Stewart was born in England in 1893 and went out to Northern Rhodesia after seeing action during the First World War and winning a Distinguished Service Order for multiple acts of extreme bravery while facing the enemy. His only other claim to fame was the fact he was closely related to the Hugh Lockie-King family who owned Brooklands Estate in the U.K. where they started and sponsored the historic and classic Brooklands’ International motor racing events.
After being demobilised from the British Army, Stewart adventured around Africa before settling in Northern Rhodesia on Bemba tribal lands.
A mutual friend of “Grogs” Grogan — my old drinking buddy in Kenya who is still the only man known to have walked the entire length of the African continent — Stewart became a farmer and community builder while politically befriending his Bemba neighbours from intrusion by the State Government.
One of Stewart’s outstanding early achievements was to singlehandedly build a castle-like and part-Tuscan home — named as Shiva House — in what was possibly the most undeveloped part of Northern Rhodesia, now known as Zambia.
This magnificent 23,000-acre property was close to the ‘Lake of royal crocodiles,’ one of the most dangerous wildlife places in Africa. Shiva must also have been the world’s most isolated traditional manor house anywhere in the true European tradition.
Not long later, he married a lady, Ethyl, the daughter of the then Governor of New Zealand. She assisted him with the use of his own hard-earned money to construct a special hospital on their extensive property to look after the many Bemba tribal people suffering from deadly tropical diseases and facing almost eventual tribal extinction through their loss of numbers, even at an early age.
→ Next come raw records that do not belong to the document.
use super::ResponseProvider;
use crate::core::error::ChatError;
use std::collections::BTreeSet;

/// Answers immediately with the user's own text
#[derive(Debug, Clone, Default)]
pub struct EchoProvider;

#[async_trait::async_trait]
impl ResponseProvider for EchoProvider {
    fn name(&self) -> &str {
        "echo"
    }

    async fn request(
        &self,
        _model_id: &str,
        text: &str,
        _active_connectors: &BTreeSet<String>,
    ) -> Result<String, ChatError> {
        Ok(text.to_string())
    }
}
use clap::Parser;
use std::path::PathBuf;

#[derive(Parser, Debug, Default)]
#[command(author, version, about = "Terminal chat client with selectable models and toggleable connectors", long_about = None)]
pub struct Args {
    /// Send this message, print the reply and exit
    pub query: Option<String>,

    /// Model to select at startup
    #[arg(short, long)]
    pub model: Option<String>,

    /// Response provider to use [possible values: simulated, echo]
    #[arg(short, long)]
    pub provider: Option<String>,

    /// Path to the configuration file
    #[arg(short, long)]
    pub config: Option<PathBuf>,

    /// Seconds to wait for a reply before giving up (0 waits forever)
    #[arg(short, long)]
    pub timeout: Option<u64>,

    /// Print the transcript as JSON instead of chat bubbles (non-interactive only)
    #[arg(long)]
    pub json: bool,

    /// Log debug output to stderr
    #[arg(short, long)]
    pub verbose: bool,
}
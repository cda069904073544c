use unicode_width::{UnicodeWidthChar, UnicodeWidthStr};

/// Terminal columns taken by `s`
pub fn display_width(s: &str) -> usize {
    UnicodeWidthStr::width(s)
}

/// Wrap a string into lines no wider than `max_width` columns, preferring
/// to break at spaces. Existing line breaks are kept.
pub fn wrap_text(text: &str, max_width: usize) -> Vec<String> {
    let max_width = max_width.max(1);
    let mut lines = Vec::new();

    for raw_line in text.lines() {
        let mut remaining = raw_line;
        if remaining.is_empty() {
            lines.push(String::new());
            continue;
        }

        while !remaining.is_empty() {
            if display_width(remaining) <= max_width {
                lines.push(remaining.to_string());
                break;
            }

            let mut last_space = None;
            let mut cut = 0;
            let mut width = 0;
            for (pos, ch) in remaining.char_indices() {
                let w = ch.width().unwrap_or(0);
                if width + w > max_width {
                    break;
                }
                if ch == ' ' {
                    last_space = Some(pos);
                }
                width += w;
                cut = pos + ch.len_utf8();
            }
            // a single glyph wider than the limit still has to go somewhere
            if cut == 0 {
                cut = remaining.chars().next().map(char::len_utf8).unwrap_or(1);
            }

            match last_space {
                Some(pos) if pos > 0 => {
                    lines.push(remaining[..pos].to_string());
                    remaining = remaining[pos + 1..].trim_start();
                }
                _ => {
                    lines.push(remaining[..cut].to_string());
                    remaining = &remaining[cut..];
                }
            }
        }
    }

    if lines.is_empty() {
        lines.push(String::new());
    }
    lines
}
I first visited Shiva House, its two remote living occupants and their ever-overcrowded non-fee-paying hospital in the 1950s and was accommodated in a special British traditional gatehouse near the entrance to the property.
As my temporary home was surrounded by all the wild animals of Africa, I had to be fetched for dinner at night by someone carrying a lantern and a handy shotgun in case of an unexpected attack by a marauding crocodile, lions or hyenas.
After eventually being returned to my posh ‘digs,’ sleep was not always an option as the night airs carried the haunting screeches and cries of the nocturnal wild in search of mates or a meal.
As a man, Stewart was a friendly and adventurous eccentric who wore a monocle and was someone to remember, like a character out of an old-time Oscar Wilde novel.
When reading to me his many letters to authority on behalf of his Bemba people, I saw him as an inspirational man of honour who had helped thousands of Bemba with employment and a desire to keep them healthy.
I soon realised his ire on behalf of his tribal neighbours was first raised when he heard that the Northern Rhodesia Government was planning to open up the Bemba tribal lands to modern agricultural and other development.
Not long later, it was reinforced when the three governments of Northern and Southern Rhodesia and Nyasaland decided to form a new Central African Federation and industrialise this vast area spanning Central Africa. This idea included encouraging more foreign migrants to the federation as large-scale farmers and manufacturers using low-paid African workers.
So annoyed did Stewart become over this that he took on winning a seat as a Parliamentary politician and succeeded, with relatively little outside help, to defeat the plan originally devised by the British in Whitehall and partly by the Southern Rhodesian Government.
Interestingly, for his work with the Bemba and for his overall success as a politician, Stewart was knighted by the late Queen Elizabeth. This did not, however, encourage him to retire back to Shiva House or deter him from further persuasive political work.
After Northern Rhodesia eventually won independence from Britain, this man of Africa affectionately known as ‘Gor Blimey’, as a play on his name, turned to help Kenneth Kaunda to be the country’s first president.
It is said he schooled Kaunda into becoming the most effective Black leader of the time when ordinary African tribal men were faced with having to adopt the cudgels of Democracy to run a newly born State.
Sir Stewart Gore-Brown is revered in African political history for basically turning a former tribesman into a worldly statesman, as Kaunda was compared to some other newly- appointed African presidents.
After Stewart’s death in 1967 at 74 years of age, Kaunda dubbed his mentor as ‘Chipembele,’ meaning he had always supported the African people as a man of peace and goodwill — and an inspiration to all.